04 - Stir in the heavy cream until fully combined.
05 - In a mixing bowl, whisk together flour, baking powder, and salt. Fold in melted butter, whole milk, and fresh parsley gently without overmixing.
06 - Drop spoonfuls of dumpling dough (about 1 tablespoon each) onto the surface of the simmering soup.
07 - Cover and cook on HIGH for an additional 30 to 40 minutes until dumplings are cooked through and fluffy.
08 - Ladle into bowls and garnish with extra parsley if desired. Serve hot.

# Expert Tips:

01 -
  • The slow cooker does all the heavy lifting while you go about your day, no hovering required.

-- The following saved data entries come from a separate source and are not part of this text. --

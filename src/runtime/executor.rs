use std::{fmt, io, time::Duration};

use bytes::BytesMut;
use chrono::Utc;
use hickory_resolver::error::ResolveError;
use thiserror::Error;
use tokio::{
    io::{AsyncWriteExt, BufReader},
    time::Instant,
};
use tracing::{debug, trace};

use crate::{
    http::response::{HttpError, extract_response},
    model::{Failure, RequestDescriptor, ResultRecord},
    runtime::{
        connection::{Connection, Connector},
        deadline::Deadline,
        errno::classify,
        handler::Execute,
        timed_reader::TimedReader,
    },
};

/// The step of connection setup that was running when the deadline passed.
///
/// Once connected, the deadline surfaces as a `TimedOut` I/O error instead.
#[derive(Clone, Copy, Debug, PartialEq, Eq)]
pub enum Phase {
    /// Looking up the host.
    Resolve,
    /// Opening the TCP connection.
    Connect,
    /// The TLS handshake.
    Handshake,
}

impl fmt::Display for Phase {
    fn fmt(&self, f: &mut fmt::Formatter<'_>) -> fmt::Result {
        let name = match self {
            Self::Resolve => "resolve",
            Self::Connect => "connect",
            Self::Handshake => "TLS handshake",
        };
        write!(f, "{name}")
    }
}

/// Represents the kind of error that can end a single request
#[derive(Error, Debug)]
pub enum RequestError {
    /// The per-request deadline passed.
    #[error("{0} timed out")]
    DeadlineExceeded(Phase),

    /// The host could not be resolved.
    #[error("failed to resolve {host}: {source}")]
    Resolve {
        /// The host that was looked up.
        host: String,
        /// The resolver's error.
        source: ResolveError,
    },

    /// The lookup succeeded but returned no address.
    #[error("no addresses found for {0}")]
    NoAddress(String),

    /// No resolved address accepted the connection.
    #[error("failed to connect to {address}: {source}")]
    Connect {
        /// The host and port that were tried.
        address: String,
        /// The error of the last attempt.
        source: io::Error,
    },

    /// The host cannot be used as a TLS server name.
    #[error("{0:?} is not a valid TLS server name")]
    InvalidServerName(String),

    /// The TLS handshake failed.
    #[error("TLS handshake with {host} failed: {source}")]
    Handshake {
        /// The server's host name.
        host: String,
        /// The handshake error.
        source: io::Error,
    },

    /// The request could not be written.
    #[error("failed to write request: {0}")]
    Write(#[source] io::Error),

    /// The response could not be read or was malformed.
    #[error("failed to read response: {0}")]
    Extract(#[from] HttpError),
}

/// Runs single requests: connect, send, extract one response, close.
#[derive(Clone, Debug)]
pub struct RequestExecutor {
    connector: Connector,
    timeout: Duration,
}

impl RequestExecutor {
    /// Creates an executor giving every request `timeout` from start to finish.
    #[must_use]
    pub const fn new(connector: Connector, timeout: Duration) -> Self {
        Self { connector, timeout }
    }

    /// Executes one request.
    ///
    /// Never fails: errors are classified and stored in the returned record next to whatever part
    /// of the response arrived.
    pub async fn execute(&self, request: RequestDescriptor) -> ResultRecord {
        let deadline = Instant::now() + self.timeout;
        let mut record = ResultRecord::new(request);
        let mut response = BytesMut::new();

        let outcome = self.exchange(&mut record, deadline, &mut response).await;
        record.response = response.freeze();

        match outcome {
            Ok(()) => {
                trace!(
                    host = %record.request.host,
                    port = record.request.port,
                    bytes = record.response.len(),
                    "request completed"
                );
            }
            Err(error) => {
                let errno = classify(&error);
                debug!(
                    host = %record.request.host,
                    port = record.request.port,
                    %error,
                    class = %errno,
                    errno = errno.code(),
                    "request failed"
                );
                record.failure = Some(Failure { errno, message: error.to_string() });
            }
        }
        record
    }

    async fn exchange(
        &self,
        record: &mut ResultRecord,
        deadline: Instant,
        out: &mut BytesMut,
    ) -> Result<(), RequestError> {
        let connection = self.connector.connect(&record.request, deadline).await?;
        let mut stream = Deadline::new(connection, deadline);

        if let Err(error) = send(&mut stream, &record.request.request).await {
            close(stream).await;
            return Err(RequestError::Write(error));
        }
        let sent = std::time::Instant::now();
        record.sent_at = Some(Utc::now());

        let mut reader = BufReader::new(TimedReader::new(&mut stream));
        let result = extract_response(&mut reader, record.request.is_head(), out).await;
        if let Some(first_read_at) = reader.get_ref().first_read_at() {
            let elapsed = first_read_at.saturating_duration_since(sent).as_millis();
            record.ping_millis = Some(u64::try_from(elapsed).unwrap_or(u64::MAX));
        }
        drop(reader);

        close(stream).await;
        result.map_err(RequestError::from)
    }
}

impl Execute for RequestExecutor {
    fn execute(&self, request: RequestDescriptor) -> impl Future<Output = ResultRecord> + Send {
        RequestExecutor::execute(self, request)
    }
}

async fn send(stream: &mut Deadline<Connection>, request: &[u8]) -> io::Result<()> {
    stream.write_all(request).await?;
    stream.flush().await
}

/// Shuts the connection down and drops it. A TLS connection sends `close_notify` first.
///
/// The shutdown shares the request's deadline.
async fn close(mut stream: Deadline<Connection>) {
    if let Err(error) = stream.shutdown().await {
        trace!(%error, "connection shutdown failed");
    }
}
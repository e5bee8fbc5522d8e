/// Module containing logic to decide and copy response bodies
pub mod body;
/// Module containing logic to track the headers that frame a body
pub mod headers;
/// Module containing the response extractor
pub mod response;
/// Module containing logic to parse HTTP status lines
pub mod status_line;
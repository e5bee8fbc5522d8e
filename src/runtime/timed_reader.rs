use std::{
    io,
    pin::Pin,
    task::{Context, Poll},
    time::Instant,
};

use tokio::io::{AsyncRead, ReadBuf};

/// A reader that remembers when it first returned data.
///
/// The bytes read through it are never altered.
#[derive(Debug)]
pub struct TimedReader<R> {
    inner: R,
    first_read_at: Option<Instant>,
}

impl<R> TimedReader<R> {
    /// Wraps `inner`.
    pub const fn new(inner: R) -> Self {
        Self { inner, first_read_at: None }
    }

    /// When the first read that returned at least one byte completed, if any did.
    ///
    /// This is the completion of the read, not the arrival of the byte on the wire.
    pub const fn first_read_at(&self) -> Option<Instant> {
        self.first_read_at
    }

    /// Unwraps the reader.
    pub fn into_inner(self) -> R {
        self.inner
    }
}

impl<R: AsyncRead + Unpin> AsyncRead for TimedReader<R> {
    fn poll_read(self: Pin<&mut Self>, cx: &mut Context<'_>, buf: &mut ReadBuf<'_>) -> Poll<io::Result<()>> {
        let this = self.get_mut();
        let filled_before = buf.filled().len();
        let poll = Pin::new(&mut this.inner).poll_read(cx, buf);
        if this.first_read_at.is_none() && matches!(poll, Poll::Ready(Ok(()))) && buf.filled().len() > filled_before {
            this.first_read_at = Some(Instant::now());
        }
        poll
    }
}

#[cfg(test)]
mod tests {
    use std::time::Duration;

    use tokio::io::{AsyncReadExt, AsyncWriteExt, duplex};

    use crate::{http::response::tests::ChunkReader, runtime::timed_reader::TimedReader};

    #[tokio::test]
    async fn bytes_pass_through_unchanged() {
        let input = "HTTP/1.1 200 OK\r\nContent-Length: 2\r\n\r\nok";
        let mut reader = TimedReader::new(ChunkReader::new(input, 3));

        let mut output = String::new();
        reader.read_to_string(&mut output).await.unwrap();

        assert_eq!(output, input);
        assert!(reader.first_read_at().is_some());
    }

    #[tokio::test]
    async fn empty_stream_records_nothing() {
        let mut reader = TimedReader::new(&b""[..]);

        let mut output = Vec::new();
        reader.read_to_end(&mut output).await.unwrap();

        assert!(output.is_empty());
        assert!(reader.first_read_at().is_none());
    }

    #[tokio::test]
    async fn only_the_first_read_is_recorded() {
        let (client, mut server) = duplex(64);
        let mut reader = TimedReader::new(client);

        server.write_all(b"first").await.unwrap();
        let mut buf = [0u8; 5];
        reader.read_exact(&mut buf).await.unwrap();
        let first = reader.first_read_at().unwrap();

        tokio::time::sleep(Duration::from_millis(20)).await;
        server.write_all(b"second").await.unwrap();
        let mut buf = [0u8; 6];
        reader.read_exact(&mut buf).await.unwrap();

        assert_eq!(reader.first_read_at(), Some(first));
    }

    #[tokio::test]
    async fn read_errors_record_nothing() {
        let mock = tokio_test::io::Builder::new()
            .read_error(std::io::Error::new(std::io::ErrorKind::ConnectionReset, "reset"))
            .build();
        let mut reader = TimedReader::new(mock);

        let mut buf = [0u8; 8];
        assert!(reader.read(&mut buf).await.is_err());
        assert!(reader.first_read_at().is_none());
    }
}
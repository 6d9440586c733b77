//! Upload Options
//!
//! The work order sent alongside the audio file: target container format
//! plus the per-tool cleanup configuration. Tools the user did not enable
//! are absent from the serialized blob entirely; the server treats absence
//! as "not requested", never as "disabled with defaults".

use serde::{Deserialize, Serialize};

/// Output container/codec formats accepted by the cleanup server.
#[derive(Debug, Clone, Copy, PartialEq, Eq, Serialize, Deserialize, clap::ValueEnum)]
#[serde(rename_all = "lowercase")]
pub enum OutputFormat {
    Wav,
    Mp3,
    Flac,
    Ogg,
}

impl OutputFormat {
    pub fn as_str(&self) -> &'static str {
        match self {
            OutputFormat::Wav => "wav",
            OutputFormat::Mp3 => "mp3",
            OutputFormat::Flac => "flac",
            OutputFormat::Ogg => "ogg",
        }
    }
}

impl std::fmt::Display for OutputFormat {
    fn fmt(&self, f: &mut std::fmt::Formatter<'_>) -> std::fmt::Result {
        write!(f, "{}", self.as_str())
    }
}

#[derive(Debug, Clone, PartialEq, Serialize, Deserialize)]
pub struct NormalizeOptions {
    pub enabled: bool,
    pub target_dbfs: f64,
}

impl Default for NormalizeOptions {
    fn default() -> Self {
        Self { enabled: true, target_dbfs: -16.0 }
    }
}

#[derive(Debug, Clone, PartialEq, Serialize, Deserialize)]
pub struct NoiseReduceOptions {
    pub enabled: bool,
    pub strength: f64,
}

impl Default for NoiseReduceOptions {
    fn default() -> Self {
        Self { enabled: true, strength: 0.8 }
    }
}

#[derive(Debug, Clone, PartialEq, Serialize, Deserialize)]
pub struct HighPassOptions {
    pub enabled: bool,
    pub cutoff_hz: u32,
}

impl Default for HighPassOptions {
    fn default() -> Self {
        Self { enabled: true, cutoff_hz: 80 }
    }
}

#[derive(Debug, Clone, PartialEq, Serialize, Deserialize)]
pub struct TrimSilenceOptions {
    pub enabled: bool,
    pub min_silence_ms: u32,
    pub insert_ms: u32,
}

impl Default for TrimSilenceOptions {
    fn default() -> Self {
        Self { enabled: true, min_silence_ms: 500, insert_ms: 250 }
    }
}

/// Per-tool cleanup configuration. `None` means the tool was not requested
/// and the key is omitted from the serialized blob.
#[derive(Debug, Clone, Default, PartialEq, Serialize, Deserialize)]
pub struct CleanupOptions {
    #[serde(skip_serializing_if = "Option::is_none")]
    pub normalize: Option<NormalizeOptions>,
    #[serde(skip_serializing_if = "Option::is_none")]
    pub noise_reduce: Option<NoiseReduceOptions>,
    #[serde(skip_serializing_if = "Option::is_none")]
    pub high_pass: Option<HighPassOptions>,
    #[serde(skip_serializing_if = "Option::is_none")]
    pub trim_silence: Option<TrimSilenceOptions>,
}

/// The complete work order for one submission.
#[derive(Debug, Clone, PartialEq, Serialize, Deserialize)]
pub struct UploadOptions {
    pub output_format: OutputFormat,
    pub cleanup: CleanupOptions,
}

impl Default for UploadOptions {
    fn default() -> Self {
        Self {
            output_format: OutputFormat::Wav,
            cleanup: CleanupOptions::default(),
        }
    }
}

  • Fluffy dumplings cooked right in the broth soak up every bit of savory flavor.
  • It tastes like you simmered it for hours on the stove, but with a fraction of the actual work.
  • Leftovers somehow get even better the next day when the flavors have mingled overnight.
02 -
  • Do not lift the lid during the final dumpling cook, the steam is what makes them rise and stay tender.
  • If your dumplings sink instead of floating, your batter was likely too thin—add a tablespoon more flour next time.
  • Shred the chicken while it's still hot, it pulls apart much easier than when it cools down.
03 -
  • Use a 5-quart or larger slow cooker so the dumplings have room to expand without crowding.
  • Taste the broth before adding dumplings and adjust salt—it's your last chance to get it right.
  • Drop dumplings gently onto the surface, don't stir them in or they'll break apart and disappear into the broth.